Mr Martin Esoun Benjamin, Chief Executive Officer of the Millennium Development Authority, on Thursday, said the solution to land-related problems, lies to a large extent, with the agencies charged with the delivery of land survey and land and estate valuation.
He said Ghana's inadequate land policy and regulatory framework and underdeveloped land registration problem accounted for the large numbers of land-related disputes pending before our law courts and said these problems had impact of growth and development of the country especially the agricultural sector.
Mr Esoun Benjamin said this when he chaired the 40th Anniversary lecture of the Ghana Institution of Surveyors.
Surveyors are people with the art of science of valuing and describing all land properties, managing and developing estates and have the ability of making measurement to determine positions above or beneath the surface of the earth.
Mr Esoun Benjamin said: “Your Institution may therefore be the only one which better understands the basis of the many pockets of land disputes in Ghana and the ineffectiveness of the planning systems of our cities, towns and villages, as your members work hand-in-had with the Town and Country Planning departments at various levels.”
Connecting the work of a surveyor to his outfit the Millennium Development Authority, he said the goal of the MDA was poverty reduction through economic growth and agricultural transformation and noted that improved land tenure for existing land users and to facilitate access to land for commercial crops in the Districts under the Millennium Challenge Account (MCA) was critical.

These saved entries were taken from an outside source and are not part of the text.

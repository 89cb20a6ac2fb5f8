//! Built-in content and difficulty tables that make the app usable without
//! any external config.

use crate::difficulty::Tier;
use crate::domain::DifficultyFamily;

/// Default tier tables. Every family steps up at levels 3 and 5.
pub fn default_tiers(family: DifficultyFamily) -> Vec<Tier> {
  match family {
    DifficultyFamily::PlaceValue => vec![
      Tier::new(1, 3, 100, 999, 1),
      Tier::new(3, 5, 10_000, 99_999, 1),
      Tier::new(5, 7, 1_000_000, 9_999_999, 1),
    ],
    DifficultyFamily::Arrangement => vec![
      Tier::new(1, 3, 100, 999, 1),
      Tier::new(3, 4, 1_000, 9_999, 1),
      Tier::new(5, 5, 10_000, 99_999, 1),
    ],
    DifficultyFamily::DataTable => vec![
      Tier::new(1, 1, 1, 9, 4),
      Tier::new(3, 2, 10, 99, 5),
      Tier::new(5, 3, 100, 999, 6),
    ],
    DifficultyFamily::Words => vec![
      Tier::new(1, 3, 100, 999, 1),
      Tier::new(3, 6, 100_000, 999_999, 1),
      Tier::new(5, 8, 10_000_000, 99_999_999, 1),
    ],
    DifficultyFamily::Grouping => vec![
      Tier::new(1, 4, 1_000, 99_999, 1),
      Tier::new(3, 6, 100_000, 9_999_999, 1),
      Tier::new(5, 8, 10_000_000, 999_999_999, 1),
    ],
    DifficultyFamily::Sequence => vec![
      Tier::new(1, 2, 10, 99, 1),
      Tier::new(3, 3, 100, 999, 1),
      Tier::new(5, 4, 1_000, 9_999, 1),
    ],
    DifficultyFamily::Currency => vec![
      Tier::new(1, 2, 10, 99, 5),
      Tier::new(3, 3, 100, 999, 7),
      Tier::new(5, 4, 1_000, 9_999, 9),
    ],
  }
}

/// Indian currency denominations (coins and notes), ascending.
pub fn default_denominations() -> Vec<u32> {
  vec![1, 2, 5, 10, 20, 50, 100, 200, 500, 2000]
}

pub fn default_table_titles() -> Vec<String> {
  vec![
    "Fruits sold at the school stall".into(),
    "Books read by the class this month".into(),
    "Votes for the class monitor".into(),
  ]
}

pub fn default_table_categories() -> Vec<String> {
  [
    "apples", "bananas", "mangoes", "oranges", "grapes", "guavas", "papayas", "cherries",
  ]
  .iter()
  .map(|s| s.to_string())
  .collect()
}

#[cfg(test)]
mod tests {
  use super::*;

  #[test]
  fn default_tiers_fit_their_digit_counts() {
    for family in [DifficultyFamily::PlaceValue, DifficultyFamily::Arrangement, DifficultyFamily::Words] {
      for t in default_tiers(family) {
        assert_eq!(t.value_min.to_string().len() as u32, t.digit_count);
        assert_eq!(t.value_max.to_string().len() as u32, t.digit_count);
      }
    }
  }

  #[test]
  fn denominations_start_at_one() {
    let d = default_denominations();
    assert_eq!(d[0], 1);
    assert!(d.windows(2).all(|w| w[0] < w[1]));
  }
}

The MCA is a development fund announced by former President Bush with the purpose of promoting economic growth in developing countries like Ghana.
Mr Esoun Benjamin pointed out that easy access to land underpinned the success of some of the project of the MCA Ghana programme and called for the sustainability of land reforms as the cornerstone to any successful revolution in agriculture.
Mr Jonathan Allotey Abbosey, President of the Ghana Institution of Surveyors, who gave the lecture on the topic: “The Achievement of the Millennium Development Goals (MDGs) in Ghana: A Reality or a Mirage? The Role of the Surveyor,” said the surveyor had a key role to play in the achievement of MDG 7 which focused on environmental sustainability.
MDG 7 stipulates that member states should ensure environmental sustainability by 2015 by integrating the principles of sustainable development into country's policies and programmes and halving the proportion of people without sustainable access to safe drinking water and basic sanitation.
Mr Abbosey said land degradation, slum and informal settlements, forest depletion, insanitary conditions and pollution of water bodies took place on land which is considered a critical resource needed for the achievement of the MDGs.
He therefore called for further efforts by the government to operationalise the MDGs and integrate them in its day-to-day activities since they are considered as the basic or minimum requirements in the provision of social services and infrastructure.
Mr Abbosey also called for a well-motivated human resource, cost effective and transparent land administration system and up to date spatial data including orthophoto maps and plans of customary lands.
“Surveyors have a key role in land administration and management and our records say that only about 20 percent of the country has large scale maps,” he said.
He called on customary land owners with large tracts of land to engage the services of professional surveyors with relevant expertise if even on a part time basis to assist them manage their lands.
Mr Abbosey stressed that surveyors had a critical role to play in the achievement of the MDGs.
About 65 newly qualified members who have passed the institution's examination were admitted into the profession.